Compute target dates and durations using business days (Monday through Friday, minus any holidays you provide). Two modes: add a number of business days to a start date to get the target date, or count business days between two dates.
Holidays are optional — paste a list of YYYY-MM-DD dates (one per line) and they’ll be excluded from both business-day counts and business-day walks. No built-in holiday list because correct holidays depend on country, region, and year, and stale holiday data is worse than no data.
How it works
A business day is any date that is:
- Not Saturday
- Not Sunday
- Not in your holiday set
The tool walks the calendar one day at a time, counting (or skipping to) business days as defined above. Internally dates are pinned at UTC noon to avoid daylight-saving-time off-by-one bugs — the 23-hour day in spring-forward regions can confuse naive date math.
Example: contract deadline
“Net 30 business days” is a common invoice term. If you issue an invoice on Wed April 15, 2026 and need to know when payment is due:
- Start: 2026-04-15
- Add: 30 business days
- Target: 2026-05-28 (6 weeks later, because 30 business days spans 6 weeks of Mon–Fri)
If your company observes Memorial Day on 2026-05-25 as a holiday, add that to the holiday list:
- Start: 2026-04-15
- Add: 30 business days
- Holidays: 2026-05-25
- Target: 2026-05-29 (one day later because the 25th is skipped)
Example: how many working days in a quarter?
Q2 2026 runs from April 1 to June 30 (inclusive). To count the business days:
- Start: 2026-04-01
- End: 2026-07-01 (the day AFTER the last day, because count is half-open)
- Business days: 65 (13 weeks × 5 weekdays)
- Calendar days: 91
Remove federal holidays (Memorial Day 2026-05-25 and Independence Day 2026-07-04 → not in range) and you get 64 business days.
Example: reverse lookup
“When did this 60-day processing window start?” If you know the end date and the number of business days:
- Start: 2026-06-30
- Add: -60 (negative — walk backwards)
- Target: 2026-04-07
The backward walk respects weekends and holidays the same way as the forward walk.
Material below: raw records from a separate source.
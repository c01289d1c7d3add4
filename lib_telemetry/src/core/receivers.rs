//! # Receiver Registry
//!
//! Liveness and counters per receiver. Receivers carry no history: one that
//! times out is dropped and simply registers again on its next batch.

use std::collections::{BTreeSet, HashMap};

use chrono::{DateTime, Utc};

use crate::model::{ReceiverId, ReceiverRecord};

#[derive(Debug, Default)]
pub struct ReceiverRegistry {
    receivers: HashMap<ReceiverId, ReceiverRecord>,
}

impl ReceiverRegistry {
    pub fn new() -> Self {
        Self::default()
    }

    /// Marks a batch from `receiver_id` as received at `now`. Returns `true`
    /// when the receiver was not registered before.
    pub fn touch(
        &mut self,
        receiver_id: &str,
        reported_device_count: u64,
        batch_timestamp: Option<i64>,
        now: DateTime<Utc>,
    ) -> bool {
        match self.receivers.get_mut(receiver_id) {
            Some(receiver) => {
                receiver.last_seen = now;
                receiver.reported_device_count = reported_device_count;
                receiver.batch_count += 1;
                receiver.last_batch_timestamp = batch_timestamp;
                false
            }
            None => {
                self.receivers.insert(
                    receiver_id.to_string(),
                    ReceiverRecord {
                        receiver_id: receiver_id.to_string(),
                        first_seen: now,
                        last_seen: now,
                        reported_device_count,
                        batch_count: 1,
                        last_batch_timestamp: batch_timestamp,
                        devices: BTreeSet::new(),
                    },
                );
                true
            }
        }
    }

    pub fn attach_device(&mut self, receiver_id: &str, device_id: &str) {
        if let Some(receiver) = self.receivers.get_mut(receiver_id) {
            receiver.devices.insert(device_id.to_string());
        }
    }

    pub fn detach_device(&mut self, receiver_id: &str, device_id: &str) {
        if let Some(receiver) = self.receivers.get_mut(receiver_id) {
            receiver.devices.remove(device_id);
        }
    }

    /// Removes every receiver last heard at or before `cutoff`.
    pub fn remove_stale(&mut self, cutoff: DateTime<Utc>) -> Vec<ReceiverId> {
        let mut removed = Vec::new();
        self.receivers.retain(|id, receiver| {
            let keep = receiver.last_seen > cutoff;
            if !keep {
                removed.push(id.clone());
            }
            keep
        });
        removed.sort();
        removed
    }

    pub fn get(&self, receiver_id: &str) -> Option<&ReceiverRecord> {
        self.receivers.get(receiver_id)
    }

    pub fn iter(&self) -> impl Iterator<Item = &ReceiverRecord> {
        self.receivers.values()
    }

    pub fn len(&self) -> usize {
        self.receivers.len()
    }

    pub fn is_empty(&self) -> bool {
        self.receivers.is_empty()
    }

    pub fn clear(&mut self) {
        self.receivers.clear();
    }
}
pub mod config;
pub mod logger;
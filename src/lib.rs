//! Support desk - customer-support ticketing backend

pub mod analytics;
pub mod buffer;
pub mod cache;
pub mod clock;
pub mod config;
pub mod db;
pub mod error;
pub mod models;
pub mod routes;
pub mod services;
pub mod state;
pub mod tasks;
//! Ticket store: tickets, messages, tags and CSAT ratings

use chrono::{DateTime, Utc};
use sqlx::sqlite::SqliteConnection;
use sqlx::{QueryBuilder, Sqlite};
use std::collections::HashMap;
use tracing::{debug, info};

use super::Database;
use crate::error::{AppError, Result};
use crate::models::{
    normalize_email, AuthorType, CsatRating, Message, NewTicket, Priority, PublicTicketView,
    Ticket, TicketStatus,
};
use crate::services::triage::{guess_priority, TriageService};

const TICKET_COLUMNS: &str = "id, subject, body, channel, requester_email, requester_name, \
     status, priority, category, sentiment, sla_due_at, ai_suggestion, created_at, updated_at";

#[derive(Debug, sqlx::FromRow)]
struct TicketRow {
    id: i64,
    subject: String,
    body: String,
    channel: String,
    requester_email: String,
    requester_name: Option<String>,
    status: String,
    priority: String,
    category: String,
    sentiment: Option<String>,
    sla_due_at: DateTime<Utc>,
    ai_suggestion: Option<String>,
    created_at: DateTime<Utc>,
    updated_at: DateTime<Utc>,
}

impl TicketRow {
    fn into_ticket(self, tags: Vec<String>) -> Ticket {
        Ticket {
            id: self.id,
            subject: self.subject,
            body: self.body,
            channel: self.channel,
            requester_email: self.requester_email,
            requester_name: self.requester_name,
            status: self.status.parse().unwrap_or(TicketStatus::New),
            priority: self.priority.parse().unwrap_or(Priority::Normal),
            category: self.category.parse().unwrap_or(crate::models::Category::Other),
            sentiment: self.sentiment.and_then(|s| s.parse().ok()),
            sla_due_at: self.sla_due_at,
            tags,
            ai_suggestion: self.ai_suggestion,
            created_at: self.created_at,
            updated_at: self.updated_at,
        }
    }
}

#[derive(Debug, sqlx::FromRow)]
struct MessageRow {
    id: i64,
    ticket_id: i64,
    author_type: String,
    body: String,
    created_at: DateTime<Utc>,
}

impl From<MessageRow> for Message {
    fn from(row: MessageRow) -> Self {
        Message {
            id: row.id,
            ticket_id: row.ticket_id,
            author_type: row.author_type.parse().unwrap_or(AuthorType::System),
            body: row.body,
            created_at: row.created_at,
        }
    }
}

fn not_found(id: i64) -> AppError {
    AppError::NotFound(format!("Ticket {} not found", id))
}

/// Creation time of a ticket, or NotFound.
async fn ticket_created_at(conn: &mut SqliteConnection, id: i64) -> Result<DateTime<Utc>> {
    sqlx::query_scalar::<_, DateTime<Utc>>("SELECT created_at FROM tickets WHERE id = ?")
        .bind(id)
        .fetch_optional(&mut *conn)
        .await?
        .ok_or_else(|| not_found(id))
}

/// Existence check that opens every mutation, returning the creation time.
/// It is a write, so the transaction holds the write lock before its first
/// read and never has to upgrade a stale WAL snapshot (SQLITE_BUSY_SNAPSHOT).
async fn lock_ticket(conn: &mut SqliteConnection, id: i64) -> Result<DateTime<Utc>> {
    sqlx::query_scalar::<_, DateTime<Utc>>(
        "UPDATE tickets SET updated_at = updated_at WHERE id = ? RETURNING created_at",
    )
    .bind(id)
    .fetch_optional(&mut *conn)
    .await?
    .ok_or_else(|| not_found(id))
}

async fn touch(conn: &mut SqliteConnection, id: i64, at: DateTime<Utc>) -> Result<()> {
    sqlx::query("UPDATE tickets SET updated_at = ? WHERE id = ?")
        .bind(at)
        .bind(id)
        .execute(&mut *conn)
        .await?;
    Ok(())
}

async fn tags_of(conn: &mut SqliteConnection, id: i64) -> Result<Vec<String>> {
    let tags = sqlx::query_scalar::<_, String>(
        "SELECT tag FROM ticket_tags WHERE ticket_id = ? ORDER BY tag ASC",
    )
    .bind(id)
    .fetch_all(&mut *conn)
    .await?;
    Ok(tags)
}

impl Database {
    /// Triage the ticket, then write it together with its opening customer
    /// message.
    pub async fn create_ticket(&self, input: NewTicket, triage: &TriageService) -> Result<Ticket> {
        let triaged = triage.classify(&input.subject, &input.body).await;
        let priority = input
            .priority
            .unwrap_or_else(|| guess_priority(&format!("{} {}", input.subject, input.body)));

        let now = self.now();
        let sla_due_at = now + priority.sla();

        let mut tx = self.pool.begin().await?;

        let id = sqlx::query(
            r#"
            INSERT INTO tickets (
                subject, body, channel, requester_email, requester_email_norm,
                requester_name, status, priority, category, sentiment,
                sla_due_at, ai_suggestion, created_at, updated_at
            ) VALUES (?, ?, ?, ?, ?, ?, ?, ?, ?, ?, ?, ?, ?, ?)
            "#,
        )
        .bind(&input.subject)
        .bind(&input.body)
        .bind(&input.channel)
        .bind(&input.requester.email)
        .bind(normalize_email(&input.requester.email))
        .bind(&input.requester.name)
        .bind(TicketStatus::New.as_str())
        .bind(priority.as_str())
        .bind(triaged.category.as_str())
        .bind(triaged.sentiment.as_str())
        .bind(sla_due_at)
        .bind(&triaged.ai_suggestion)
        .bind(now)
        .bind(now)
        .execute(&mut *tx)
        .await?
        .last_insert_rowid();

        sqlx::query(
            "INSERT INTO messages (ticket_id, author_type, body, created_at) VALUES (?, ?, ?, ?)",
        )
        .bind(id)
        .bind(AuthorType::Customer.as_str())
        .bind(&input.body)
        .bind(now)
        .execute(&mut *tx)
        .await?;

        tx.commit().await?;

        info!(
            ticket_id = id,
            category = %triaged.category,
            priority = %priority,
            source = ?triaged.source,
            "Ticket created"
        );

        Ok(Ticket {
            id,
            subject: input.subject,
            body: input.body,
            channel: input.channel,
            requester_email: input.requester.email,
            requester_name: input.requester.name,
            status: TicketStatus::New,
            priority,
            category: triaged.category,
            sentiment: Some(triaged.sentiment),
            sla_due_at,
            tags: Vec::new(),
            ai_suggestion: triaged.ai_suggestion,
            created_at: now,
            updated_at: now,
        })
    }

    pub async fn get_ticket(&self, id: i64) -> Result<Ticket> {
        let mut conn = self.pool.acquire().await?;
        let row = sqlx::query_as::<_, TicketRow>(&format!(
            "SELECT {} FROM tickets WHERE id = ?",
            TICKET_COLUMNS
        ))
        .bind(id)
        .fetch_optional(&mut *conn)
        .await?
        .ok_or_else(|| not_found(id))?;

        let tags = tags_of(&mut conn, id).await?;
        Ok(row.into_ticket(tags))
    }

    /// All tickets, most recently updated first
    pub async fn list_tickets(&self) -> Result<Vec<Ticket>> {
        let rows = sqlx::query_as::<_, TicketRow>(&format!(
            "SELECT {} FROM tickets ORDER BY updated_at DESC, id DESC",
            TICKET_COLUMNS
        ))
        .fetch_all(&self.pool)
        .await?;

        self.with_tags(rows).await
    }

    /// Tickets owned by `email`, most recently updated first. Matches on the
    /// same normalization as [`Ticket::is_owned_by`].
    pub async fn list_by_requester(&self, email: &str) -> Result<Vec<Ticket>> {
        let rows = sqlx::query_as::<_, TicketRow>(&format!(
            "SELECT {} FROM tickets WHERE requester_email_norm = ? \
             ORDER BY updated_at DESC, id DESC",
            TICKET_COLUMNS
        ))
        .bind(normalize_email(email))
        .fetch_all(&self.pool)
        .await?;

        self.with_tags(rows).await
    }

    async fn with_tags(&self, rows: Vec<TicketRow>) -> Result<Vec<Ticket>> {
        if rows.is_empty() {
            return Ok(Vec::new());
        }

        let mut builder: QueryBuilder<Sqlite> =
            QueryBuilder::new("SELECT ticket_id, tag FROM ticket_tags WHERE ticket_id IN (");
        let mut ids = builder.separated(", ");
        for row in &rows {
            ids.push_bind(row.id);
        }
        builder.push(") ORDER BY tag ASC");

        let pairs: Vec<(i64, String)> = builder.build_query_as().fetch_all(&self.pool).await?;
        let mut tags: HashMap<i64, Vec<String>> = HashMap::new();
        for (ticket_id, tag) in pairs {
            tags.entry(ticket_id).or_default().push(tag);
        }

        Ok(rows
            .into_iter()
            .map(|row| {
                let ticket_tags = tags.remove(&row.id).unwrap_or_default();
                row.into_ticket(ticket_tags)
            })
            .collect())
    }

    /// Messages of a ticket, oldest first
    pub async fn list_messages(&self, ticket_id: i64) -> Result<Vec<Message>> {
        let mut conn = self.pool.acquire().await?;
        ticket_created_at(&mut conn, ticket_id).await?;

        let rows = sqlx::query_as::<_, MessageRow>(
            "SELECT id, ticket_id, author_type, body, created_at FROM messages \
             WHERE ticket_id = ? ORDER BY created_at ASC, id ASC",
        )
        .bind(ticket_id)
        .fetch_all(&mut *conn)
        .await?;

        Ok(rows.into_iter().map(Message::from).collect())
    }

    /// Append a message and bump the ticket's `updated_at`.
    ///
    /// The message timestamp never precedes the ticket's latest message.
    pub async fn append_message(
        &self,
        ticket_id: i64,
        author_type: AuthorType,
        body: &str,
    ) -> Result<Message> {
        if body.trim().is_empty() {
            return Err(AppError::InvalidRequest("body is required".into()));
        }

        let mut tx = self.pool.begin().await?;
        let created_at = lock_ticket(&mut tx, ticket_id).await?;

        let last_message = sqlx::query_scalar::<_, DateTime<Utc>>(
            "SELECT created_at FROM messages WHERE ticket_id = ? \
             ORDER BY created_at DESC, id DESC LIMIT 1",
        )
        .bind(ticket_id)
        .fetch_optional(&mut *tx)
        .await?;

        let mut at = self.now().max(created_at);
        if let Some(last) = last_message {
            at = at.max(last);
        }

        let id = sqlx::query(
            "INSERT INTO messages (ticket_id, author_type, body, created_at) VALUES (?, ?, ?, ?)",
        )
        .bind(ticket_id)
        .bind(author_type.as_str())
        .bind(body)
        .bind(at)
        .execute(&mut *tx)
        .await?
        .last_insert_rowid();

        touch(&mut tx, ticket_id, at).await?;
        tx.commit().await?;

        debug!(ticket_id, message_id = id, author = %author_type, "Message appended");

        Ok(Message {
            id,
            ticket_id,
            author_type,
            body: body.to_string(),
            created_at: at,
        })
    }

    /// Any status may follow any other.
    pub async fn set_status(&self, ticket_id: i64, status: TicketStatus) -> Result<()> {
        let mut tx = self.pool.begin().await?;
        let created_at = lock_ticket(&mut tx, ticket_id).await?;
        let at = self.now().max(created_at);

        sqlx::query("UPDATE tickets SET status = ?, updated_at = ? WHERE id = ?")
            .bind(status.as_str())
            .bind(at)
            .bind(ticket_id)
            .execute(&mut *tx)
            .await?;

        tx.commit().await?;
        debug!(ticket_id, status = %status, "Status updated");
        Ok(())
    }

    /// Add a trimmed tag. Re-adding an existing tag changes nothing but
    /// `updated_at`. Returns the ticket's tags afterwards.
    pub async fn add_tag(&self, ticket_id: i64, tag: &str) -> Result<Vec<String>> {
        let tag = tag.trim();
        if tag.is_empty() {
            return Err(AppError::InvalidRequest("tag is required".into()));
        }

        let mut tx = self.pool.begin().await?;
        let created_at = lock_ticket(&mut tx, ticket_id).await?;

        sqlx::query("INSERT OR IGNORE INTO ticket_tags (ticket_id, tag) VALUES (?, ?)")
            .bind(ticket_id)
            .bind(tag)
            .execute(&mut *tx)
            .await?;

        touch(&mut tx, ticket_id, self.now().max(created_at)).await?;
        let tags = tags_of(&mut tx, ticket_id).await?;
        tx.commit().await?;

        Ok(tags)
    }

    /// Record a 1-5 rating. Ratings are telemetry, so `updated_at` is left alone.
    pub async fn record_csat(
        &self,
        ticket_id: i64,
        rating: i64,
        comment: Option<&str>,
    ) -> Result<CsatRating> {
        if !(1..=5).contains(&rating) {
            return Err(AppError::InvalidRequest(
                "rating must be an integer between 1 and 5".into(),
            ));
        }
        let comment = comment
            .map(str::trim)
            .filter(|c| !c.is_empty())
            .map(str::to_string);

        let mut tx = self.pool.begin().await?;
        lock_ticket(&mut tx, ticket_id).await?;

        let created_at = self.now();
        let id = sqlx::query(
            "INSERT INTO csat (ticket_id, rating, comment, created_at) VALUES (?, ?, ?, ?)",
        )
        .bind(ticket_id)
        .bind(rating)
        .bind(&comment)
        .bind(created_at)
        .execute(&mut *tx)
        .await?
        .last_insert_rowid();

        tx.commit().await?;

        Ok(CsatRating {
            id,
            ticket_id,
            rating,
            comment,
            created_at,
        })
    }

    pub async fn set_ai_suggestion(&self, ticket_id: i64, suggestion: &str) -> Result<()> {
        let mut tx = self.pool.begin().await?;
        let created_at = lock_ticket(&mut tx, ticket_id).await?;

        sqlx::query("UPDATE tickets SET ai_suggestion = ?, updated_at = ? WHERE id = ?")
            .bind(suggestion)
            .bind(self.now().max(created_at))
            .bind(ticket_id)
            .execute(&mut *tx)
            .await?;

        tx.commit().await?;
        Ok(())
    }

    /// Ticket and conversation, only for the ticket's requester.
    pub async fn get_public_ticket(&self, ticket_id: i64, email: &str) -> Result<PublicTicketView> {
        let ticket = self.owned_ticket(ticket_id, email).await?;
        let messages = self.list_messages(ticket_id).await?;
        Ok(PublicTicketView { ticket, messages })
    }

    /// Customer reply on a ticket they own.
    pub async fn append_public_message(
        &self,
        ticket_id: i64,
        email: &str,
        body: &str,
    ) -> Result<Message> {
        self.owned_ticket(ticket_id, email).await?;
        self.append_message(ticket_id, AuthorType::Customer, body).await
    }

    async fn owned_ticket(&self, ticket_id: i64, email: &str) -> Result<Ticket> {
        let ticket = self.get_ticket(ticket_id).await?;
        if !ticket.is_owned_by(email) {
            return Err(AppError::Forbidden("Forbidden".into()));
        }
        Ok(ticket)
    }

    /// Every distinct tag in use, sorted
    pub async fn list_all_tags(&self) -> Result<Vec<String>> {
        let tags = sqlx::query_scalar::<_, String>(
            "SELECT DISTINCT tag FROM ticket_tags ORDER BY tag ASC",
        )
        .fetch_all(&self.pool)
        .await?;
        Ok(tags)
    }
}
Half-open interval convention
The count operation uses [start, end) — start counted, end excluded. This matches how date subtraction normally works:
- Mon April 13 to Fri April 17 = 4 business days (Mon, Tue, Wed, Thu; Fri is the endpoint, not counted)
- Mon April 13 to Mon April 20 = 5 business days (a full work week)
If you want “inclusive of both endpoints” instead, add 1 day to your end date before calling. The half-open convention avoids the ambiguity of “is Monday to Monday 5 days or 6?” — the answer is always 5 for one work week.
What this tool does not do
It doesn’t ship a default holiday list. Countries, regions, and years all differ; a wrong holiday set is worse than no holiday set. Provide your own.
It doesn’t handle partial-day holidays (half-day before Thanksgiving, early close on Christmas Eve). Business days are binary — either a day counts or it doesn’t.
It doesn’t model non-Mon–Fri work weeks directly. Countries with Friday–Saturday weekends (some Middle East and North Africa) or six-day work weeks need the holiday list as a workaround, or a code modification to the isBusinessDay function.
It doesn’t compute shipping times, SLA windows, or court filing deadlines that follow specific legal-calendar rules. Those vary by jurisdiction and sometimes include rules like “the last day of a period that falls on a holiday is pushed to the next business day, but only for certain kinds of deadlines”. This tool does straight business-day math; legal-calendar quirks need a domain-specific tool. For a start-date + N-business-days → deadline-date calculation, the deadline calculator is the forward-walk variant; for an arbitrary built-in holiday list for specific countries, see the working days calculator.